- Born: January 8, 2003 (age 22) Hampden, Massachusetts, U.S.
- Occupation: Singer
- Instruments: Guitar
- Years active: 2020–present
- Labels: Sony Music Nashville; River House Artists;
- Website: www.itsgeorgiawebster.com

= Georgia Webster =

American country music singer

Georgia Webster (born January 8, 2003) is a social media personality and American country music singer signed to Sony Music Nashville. She first gained prominence when her song “Tell Your Mom” went viral on TikTok. She released her major label debut, First Goodbye, in July 2021.
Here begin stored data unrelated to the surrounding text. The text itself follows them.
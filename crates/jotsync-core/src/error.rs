use serde::Serialize;
use thiserror::Error;
use uuid::Uuid;

pub type Result<T> = std::result::Result<T, JotError>;

#[derive(Debug, Error)]
pub enum JotError {
    #[error("validation failed: {0}")]
    Validation(String),

    #[error("conflict: {0}")]
    Conflict(String),

    #[error("realtime transport unavailable: {0}")]
    RealtimeUnavailable(String),

    #[error(transparent)]
    Io(#[from] std::io::Error),

    #[error(transparent)]
    Json(#[from] serde_json::Error),

    #[error(transparent)]
    Sqlite(#[from] rusqlite::Error),

    #[error(transparent)]
    Http(#[from] reqwest::Error),

    #[error("internal error: {0}")]
    Internal(String),
}

#[derive(Debug, Clone, Serialize)]
pub struct ErrorPayload {
    pub code: String,
    pub message: String,
    pub operation: String,
    pub trace_id: String,
    #[serde(skip_serializing_if = "Option::is_none")]
    pub details: Option<serde_json::Value>,
}

impl JotError {
    pub fn mutex_poisoned(what: &str) -> Self {
        Self::Internal(format!("{what} mutex poisoned"))
    }

    pub fn code(&self) -> &'static str {
        match self {
            Self::Validation(_) => "VALIDATION_FAILED",
            Self::Conflict(_) => "CONFLICT",
            Self::RealtimeUnavailable(_) => "REALTIME_UNAVAILABLE",
            Self::Io(_) => "IO_ERROR",
            Self::Json(_) => "JSON_ERROR",
            Self::Sqlite(_) => "SQLITE_ERROR",
            Self::Http(_) => "HTTP_ERROR",
            Self::Internal(_) => "INTERNAL_ERROR",
        }
    }

    pub fn to_payload(&self, operation: impl Into<String>) -> ErrorPayload {
        ErrorPayload {
            code: self.code().to_string(),
            message: self.to_string(),
            operation: operation.into(),
            trace_id: Uuid::new_v4().to_string(),
            details: None,
        }
    }
}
== Early life and debut EP ==
Born and raised in Hampden, Massachusetts, Webster was inspired to start writing after reading the Harry Potter books, starting with short stories then gradually shifting into songwriting. Inspired by singers such as Miley Cyrus, Carrie Underwood, John Mayer, and Keane, Webster began taking music seriously as a teenager and attended the Berklee College of Music summer songwriting workshop. Shortly afterward, she released a clip of her song "Tell Your Mom" on TikTok, and the video amassed over two million views in just a few days.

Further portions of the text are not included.